Stored data

• • • • • • •

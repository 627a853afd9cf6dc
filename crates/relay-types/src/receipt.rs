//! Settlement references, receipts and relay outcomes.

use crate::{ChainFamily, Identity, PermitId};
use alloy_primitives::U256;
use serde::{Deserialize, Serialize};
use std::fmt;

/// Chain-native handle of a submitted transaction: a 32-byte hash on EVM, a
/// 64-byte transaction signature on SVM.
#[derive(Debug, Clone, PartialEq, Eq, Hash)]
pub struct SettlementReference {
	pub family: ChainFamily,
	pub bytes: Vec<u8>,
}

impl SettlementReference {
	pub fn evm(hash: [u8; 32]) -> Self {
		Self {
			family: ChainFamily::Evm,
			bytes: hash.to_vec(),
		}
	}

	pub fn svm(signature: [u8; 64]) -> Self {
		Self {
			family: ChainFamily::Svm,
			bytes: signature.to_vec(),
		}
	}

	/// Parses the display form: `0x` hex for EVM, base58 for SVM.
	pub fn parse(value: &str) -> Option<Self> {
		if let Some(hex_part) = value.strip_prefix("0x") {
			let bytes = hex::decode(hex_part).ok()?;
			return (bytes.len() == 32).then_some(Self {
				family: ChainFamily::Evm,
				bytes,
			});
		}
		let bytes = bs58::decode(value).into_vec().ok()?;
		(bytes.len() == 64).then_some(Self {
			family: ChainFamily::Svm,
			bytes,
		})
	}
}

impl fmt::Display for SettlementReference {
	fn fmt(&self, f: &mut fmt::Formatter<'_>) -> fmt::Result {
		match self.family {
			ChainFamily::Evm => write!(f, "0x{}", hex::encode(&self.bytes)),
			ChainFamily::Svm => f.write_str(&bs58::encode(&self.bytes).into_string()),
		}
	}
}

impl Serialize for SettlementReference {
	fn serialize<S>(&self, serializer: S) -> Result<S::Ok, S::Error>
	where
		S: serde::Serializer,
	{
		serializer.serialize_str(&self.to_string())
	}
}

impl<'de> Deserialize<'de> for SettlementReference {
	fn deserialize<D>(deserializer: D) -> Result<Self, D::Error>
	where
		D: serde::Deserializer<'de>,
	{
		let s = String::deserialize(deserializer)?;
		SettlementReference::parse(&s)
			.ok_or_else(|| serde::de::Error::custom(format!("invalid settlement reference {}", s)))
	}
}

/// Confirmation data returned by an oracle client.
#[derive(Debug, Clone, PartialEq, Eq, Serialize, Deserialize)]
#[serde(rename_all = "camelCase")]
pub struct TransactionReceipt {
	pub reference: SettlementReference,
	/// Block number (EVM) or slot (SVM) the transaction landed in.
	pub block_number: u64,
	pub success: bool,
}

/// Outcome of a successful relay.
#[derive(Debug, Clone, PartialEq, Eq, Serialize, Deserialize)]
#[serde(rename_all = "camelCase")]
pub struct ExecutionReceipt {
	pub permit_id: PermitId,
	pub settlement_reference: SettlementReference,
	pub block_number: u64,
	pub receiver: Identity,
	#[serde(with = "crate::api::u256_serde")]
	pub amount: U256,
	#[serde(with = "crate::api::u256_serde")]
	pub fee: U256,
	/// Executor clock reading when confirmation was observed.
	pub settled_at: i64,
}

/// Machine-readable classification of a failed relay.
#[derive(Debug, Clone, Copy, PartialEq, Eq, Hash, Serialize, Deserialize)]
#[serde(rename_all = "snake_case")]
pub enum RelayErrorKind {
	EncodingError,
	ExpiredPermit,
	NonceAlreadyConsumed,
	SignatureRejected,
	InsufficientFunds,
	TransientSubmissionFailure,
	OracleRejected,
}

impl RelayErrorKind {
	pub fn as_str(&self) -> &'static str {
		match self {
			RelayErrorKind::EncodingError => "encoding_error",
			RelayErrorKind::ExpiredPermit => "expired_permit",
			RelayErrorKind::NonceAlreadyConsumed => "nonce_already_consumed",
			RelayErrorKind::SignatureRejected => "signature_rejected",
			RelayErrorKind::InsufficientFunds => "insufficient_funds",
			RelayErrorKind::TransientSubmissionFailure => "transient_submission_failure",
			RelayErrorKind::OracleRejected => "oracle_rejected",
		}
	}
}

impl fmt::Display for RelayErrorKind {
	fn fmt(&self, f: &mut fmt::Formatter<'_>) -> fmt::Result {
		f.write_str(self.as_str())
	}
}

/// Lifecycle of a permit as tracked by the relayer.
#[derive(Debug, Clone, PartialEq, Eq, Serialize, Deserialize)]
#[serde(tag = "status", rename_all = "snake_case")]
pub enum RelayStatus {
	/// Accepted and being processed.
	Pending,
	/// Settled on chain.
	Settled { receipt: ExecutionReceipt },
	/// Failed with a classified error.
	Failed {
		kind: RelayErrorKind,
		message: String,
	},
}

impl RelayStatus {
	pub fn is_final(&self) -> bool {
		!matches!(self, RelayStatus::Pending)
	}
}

• • • • • • •

* YOUR ASSIGNMENT
Which lines above run from the one containing "fn serialize<S>(&self, serializer: S)" to the one containing "impl fmt::Display for RelayErrorKind"? Give them again exactly, both ends included.

* RESULT OF THIS EXERCISE
	fn serialize<S>(&self, serializer: S) -> Result<S::Ok, S::Error>
	where
		S: serde::Serializer,
	{
		serializer.serialize_str(&self.to_string())
	}
}

impl<'de> Deserialize<'de> for SettlementReference {
	fn deserialize<D>(deserializer: D) -> Result<Self, D::Error>
	where
		D: serde::Deserializer<'de>,
	{
		let s = String::deserialize(deserializer)?;
		SettlementReference::parse(&s)
			.ok_or_else(|| serde::de::Error::custom(format!("invalid settlement reference {}", s)))
	}
}

/// Confirmation data returned by an oracle client.
#[derive(Debug, Clone, PartialEq, Eq, Serialize, Deserialize)]
#[serde(rename_all = "camelCase")]
pub struct TransactionReceipt {
	pub reference: SettlementReference,
	/// Block number (EVM) or slot (SVM) the transaction landed in.
	pub block_number: u64,
	pub success: bool,
}

/// Outcome of a successful relay.
#[derive(Debug, Clone, PartialEq, Eq, Serialize, Deserialize)]
#[serde(rename_all = "camelCase")]
pub struct ExecutionReceipt {
	pub permit_id: PermitId,
	pub settlement_reference: SettlementReference,
	pub block_number: u64,
	pub receiver: Identity,
	#[serde(with = "crate::api::u256_serde")]
	pub amount: U256,
	#[serde(with = "crate::api::u256_serde")]
	pub fee: U256,
	/// Executor clock reading when confirmation was observed.
	pub settled_at: i64,
}

/// Machine-readable classification of a failed relay.
#[derive(Debug, Clone, Copy, PartialEq, Eq, Hash, Serialize, Deserialize)]
#[serde(rename_all = "snake_case")]
pub enum RelayErrorKind {
	EncodingError,
	ExpiredPermit,
	NonceAlreadyConsumed,
	SignatureRejected,
	InsufficientFunds,
	TransientSubmissionFailure,
	OracleRejected,
}

impl RelayErrorKind {
	pub fn as_str(&self) -> &'static str {
		match self {
			RelayErrorKind::EncodingError => "encoding_error",
			RelayErrorKind::ExpiredPermit => "expired_permit",
			RelayErrorKind::NonceAlreadyConsumed => "nonce_already_consumed",
			RelayErrorKind::SignatureRejected => "signature_rejected",
			RelayErrorKind::InsufficientFunds => "insufficient_funds",
			RelayErrorKind::TransientSubmissionFailure => "transient_submission_failure",
			RelayErrorKind::OracleRejected => "oracle_rejected",
		}
	}
}

impl fmt::Display for RelayErrorKind {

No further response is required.